I guess I'll get going now. Bye Jaebum!

Sincerely,
Jinyoung

Notes:

Hey all. I'm so sorry about the time between updates. I just finished my last semester at college and graduated. I also just finished moving from my apartment by school back to my hometown with my family. So now I'm forced to try to live an adult life and get a job and stuff.
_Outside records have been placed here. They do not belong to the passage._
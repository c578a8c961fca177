//! GL-020: CLI subcommands — bake, validate, operations, init.

pub mod logging;

use crate::core::dish::Dish;
use crate::core::executor::{self, BakeConfig};
use crate::core::types::{Bake, DishType, Host, RunResult};
use crate::core::{parser, resolver};
use crate::operations::{Registry, RunContext};
use clap::{Subcommand, ValueEnum};
use std::io::{Read, Write};
use std::path::{Path, PathBuf};

#[derive(Subcommand, Debug)]
pub enum Commands {
    /// Write a starter recipe
    Init {
        /// Directory to initialize (default: current)
        #[arg(default_value = ".")]
        path: PathBuf,
    },

    /// Check a recipe without running it
    Validate {
        /// Path to the recipe (YAML or JSON)
        #[arg(short, long, default_value = "recipe.yaml")]
        file: PathBuf,
    },

    /// List registered operations
    Operations {
        /// Only show operations whose name contains this text (case-insensitive)
        filter: Option<String>,
    },

    /// Run a recipe over an input
    Bake {
        /// Path to the recipe (YAML or JSON)
        #[arg(short, long, default_value = "recipe.yaml")]
        file: PathBuf,

        /// Input text (default: read stdin)
        #[arg(short, long, conflicts_with = "input_file")]
        input: Option<String>,

        /// Read the input bytes from a file
        #[arg(long)]
        input_file: Option<PathBuf>,

        /// Convert the input to this dish type before the first step
        #[arg(long, value_parser = parse_dish_type)]
        input_type: Option<DishType>,

        /// Output format
        #[arg(short, long, value_enum, default_value_t = OutputFormat::Text)]
        output: OutputFormat,

        /// Append a JSONL run trace to this file
        #[arg(long)]
        trace: Option<PathBuf>,

        /// Fail on malformed UTF-8 instead of substituting U+FFFD
        #[arg(long)]
        strict_utf8: bool,
    },
}

/// How a baked value is written to stdout.
#[derive(Debug, Clone, Copy, PartialEq, Eq, ValueEnum)]
pub enum OutputFormat {
    /// Human-readable rendering
    Text,
    /// `{"value": ..., "errored": ...}` result object
    Json,
    /// The value's raw bytes
    Raw,
}

fn parse_dish_type(s: &str) -> Result<DishType, String> {
    s.parse()
}

/// Everything `bake` needs beyond the recipe itself.
#[derive(Debug, Clone)]
pub struct BakeOptions {
    pub file: PathBuf,
    pub input: Option<String>,
    pub input_file: Option<PathBuf>,
    pub input_type: Option<DishType>,
    pub trace: Option<PathBuf>,
    pub strict_utf8: bool,
}

/// Dispatch a CLI command.
pub async fn dispatch(cmd: Commands) -> Result<(), String> {
    match cmd {
        Commands::Init { path } => cmd_init(&path),
        Commands::Validate { file } => cmd_validate(&file),
        Commands::Operations { filter } => {
            print!("{}", list_operations(&Registry::standard(), filter.as_deref()));
            Ok(())
        }
        Commands::Bake {
            file,
            input,
            input_file,
            input_type,
            output,
            trace,
            strict_utf8,
        } => {
            let opts = BakeOptions {
                file,
                input,
                input_file,
                input_type,
                trace,
                strict_utf8,
            };
            cmd_bake(&opts, output).await
        }
    }
}

fn cmd_init(path: &Path) -> Result<(), String> {
    let recipe_path = path.join("recipe.yaml");
    if recipe_path.exists() {
        return Err(format!("{} already exists", recipe_path.display()));
    }
    std::fs::create_dir_all(path).map_err(|e| format!("cannot create {}: {}", path.display(), e))?;

    let template = r#"version: "1.0"
name: my-recipe
description: "Split lines, upper-case each, hash the result"

policy:
  strict_utf8: false
  trace: false

steps:
  - op: Fork
    args: ["\\n", "\\n", false]
  - op: To Upper case
  - op: Merge
  - op: SHA2
    args: ["256"]
"#;
    std::fs::write(&recipe_path, template)
        .map_err(|e| format!("cannot write {}: {}", recipe_path.display(), e))?;

    println!("Initialized galley recipe at {}", recipe_path.display());
    Ok(())
}

fn cmd_validate(file: &Path) -> Result<(), String> {
    let recipe = parser::parse_recipe_file(file)?;
    let errors = parser::validate_recipe(&recipe);
    if !errors.is_empty() {
        for e in &errors {
            eprintln!("  ERROR: {}", e);
        }
        return Err(format!("{} validation error(s)", errors.len()));
    }

    let program = resolver::resolve(&recipe, &Registry::standard()).map_err(|e| e.to_string())?;
    let active = program.steps().iter().filter(|s| !s.disabled).count();
    println!(
        "OK: {} ({} steps, {} disabled)",
        program.name,
        active,
        program.len() - active
    );
    Ok(())
}

/// One line per operation, in registration order.
pub fn list_operations(registry: &Registry, filter: Option<&str>) -> String {
    let filter = filter.map(str::to_lowercase);
    let mut out = String::new();
    for contract in registry.iter() {
        if let Some(ref f) = filter {
            if !contract.name.to_lowercase().contains(f.as_str()) {
                continue;
            }
        }
        let kind = if contract.flow_control().is_some() {
            "flow"
        } else {
            "op"
        };
        out.push_str(&format!("{:<5} {}\n", kind, contract.signature()));
    }
    out
}

async fn cmd_bake(opts: &BakeOptions, output: OutputFormat) -> Result<(), String> {
    let context = RunContext::new(Host::Cli);
    let cancel = context.cancel.clone();
    tokio::spawn(async move {
        if tokio::signal::ctrl_c().await.is_ok() {
            tracing::warn!("interrupt received, cancelling bake");
            cancel.cancel();
        }
    });

    let bake = run_bake(opts, context).await?;
    let rendered = render(&bake.result, output)?;
    std::io::stdout()
        .write_all(&rendered)
        .map_err(|e| format!("write error: {}", e))?;

    match bake.result.error_message() {
        Some(message) if output != OutputFormat::Json => Err(message.to_string()),
        Some(_) => Err("bake failed".to_string()),
        None => Ok(()),
    }
}

/// Load, resolve and bake a recipe file.
pub async fn run_bake(opts: &BakeOptions, mut context: RunContext) -> Result<Bake, String> {
    let mut recipe = parser::parse_recipe_file(&opts.file)?;
    let errors = parser::validate_recipe(&recipe);
    if let Some(first) = errors.first() {
        return Err(first.to_string());
    }
    if opts.input_type.is_some() {
        recipe.input_type = opts.input_type;
    }
    if opts.strict_utf8 {
        context.decoding.strict = true;
    }

    let program = resolver::resolve(&recipe, &Registry::standard()).map_err(|e| e.to_string())?;
    let input = read_input(opts)?;

    let trace_path = opts.trace.clone().or_else(|| {
        recipe
            .policy
            .trace
            .then(|| opts.file.with_extension("trace.jsonl"))
    });

    let cfg = BakeConfig {
        program: &program,
        context,
        trace_path: trace_path.as_deref(),
    };
    executor::bake(&cfg, input)
        .await
        .ok_or_else(|| "bake cancelled".to_string())
}

fn read_input(opts: &BakeOptions) -> Result<Dish, String> {
    if let Some(ref text) = opts.input {
        return Ok(Dish::from_string(text.clone()));
    }
    if let Some(ref path) = opts.input_file {
        let bytes =
            std::fs::read(path).map_err(|e| format!("cannot read {}: {}", path.display(), e))?;
        return Ok(Dish::from_bytes(bytes));
    }
    let mut bytes = Vec::new();
    std::io::stdin()
        .read_to_end(&mut bytes)
        .map_err(|e| format!("cannot read stdin: {}", e))?;
    Ok(Dish::from_bytes(bytes))
}

/// Render a run result for stdout. Errors render nothing except in JSON mode.
pub fn render(result: &RunResult, format: OutputFormat) -> Result<Vec<u8>, String> {
    match (format, result) {
        (OutputFormat::Json, _) => {
            let mut json = serde_json::to_string_pretty(result)
                .map_err(|e| format!("JSON serialize error: {}", e))?;
            json.push('\n');
            Ok(json.into_bytes())
        }
        (_, RunResult::Error { .. }) => Ok(Vec::new()),
        (OutputFormat::Text, RunResult::Value(value)) => {
            let mut text = Dish::new(value.clone()).to_display_string();
            if !text.ends_with('\n') {
                text.push('\n');
            }
            Ok(text.into_bytes())
        }
        (OutputFormat::Raw, RunResult::Value(value)) => Dish::new(value.clone())
            .get_bytes()
            .map_err(|e| e.to_string()),
    }
}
But that does mean more free time for writing. So hopefully I can actually begin to update a bit more regularly than I have in the past.

My apologies. I do hope you enjoyed this update. <3 안녕 my lovelies.

Chapter 5: 5

Notes:

I know it's been a while, but I didn't forget about this story. I started writing this as a way to still persuade me to write even a little bit, but I underestimated the power of depression. 😪 *sigh* I'll try to update again soon.

Chapter Text

Dear Jaebum,

How are you doing? You seem a little distracted lately, I hope everything is okay. You don't seem upset or anything, just distracted, so I hope it's nothing bad.

I saw you talking to Ha Jisoo earlier today at lunch when you walked into the cafeteria to meet Jackson, Mark, and I for lunch. I wonder if you guys had a class together or something, since I've never seen you with her before. I wonder what it was she said to you before you two parted ways that made you laugh on the way over to us. You wouldn't tell Jackson anything when he asked you why you were laughing. He didn't even see you with Jisoo, neither did Mark, since they had their backs facing the cafeteria doors. I didn't want to bring it up in front of them since I know you value your privacy, but now it keeps bugging in the back of my mind. I want to actually ask you, but I don't want to upset you by prying or anything. So I hope you'll tell us soon.

I hope you enjoy the book I lent you. Like I said in the last letter, Me Before You is kind of similar to The Fault in Our Stars. And I know Jackson thinks we're weird for liking these books, but I don't think it makes us weird to like books where one of the main characters dies. Do you think it's weird Jaebum? Hmm, I hope not.

Well, I should be going now. I promised my family that I'd watch a movie with them tonight. I think one of my sisters is choosing from her Netflix soon, so I need to hurry. I'll see you at school!

Bye Jaebum!

-Jinyoung

Notes:

Come find me on Twitter!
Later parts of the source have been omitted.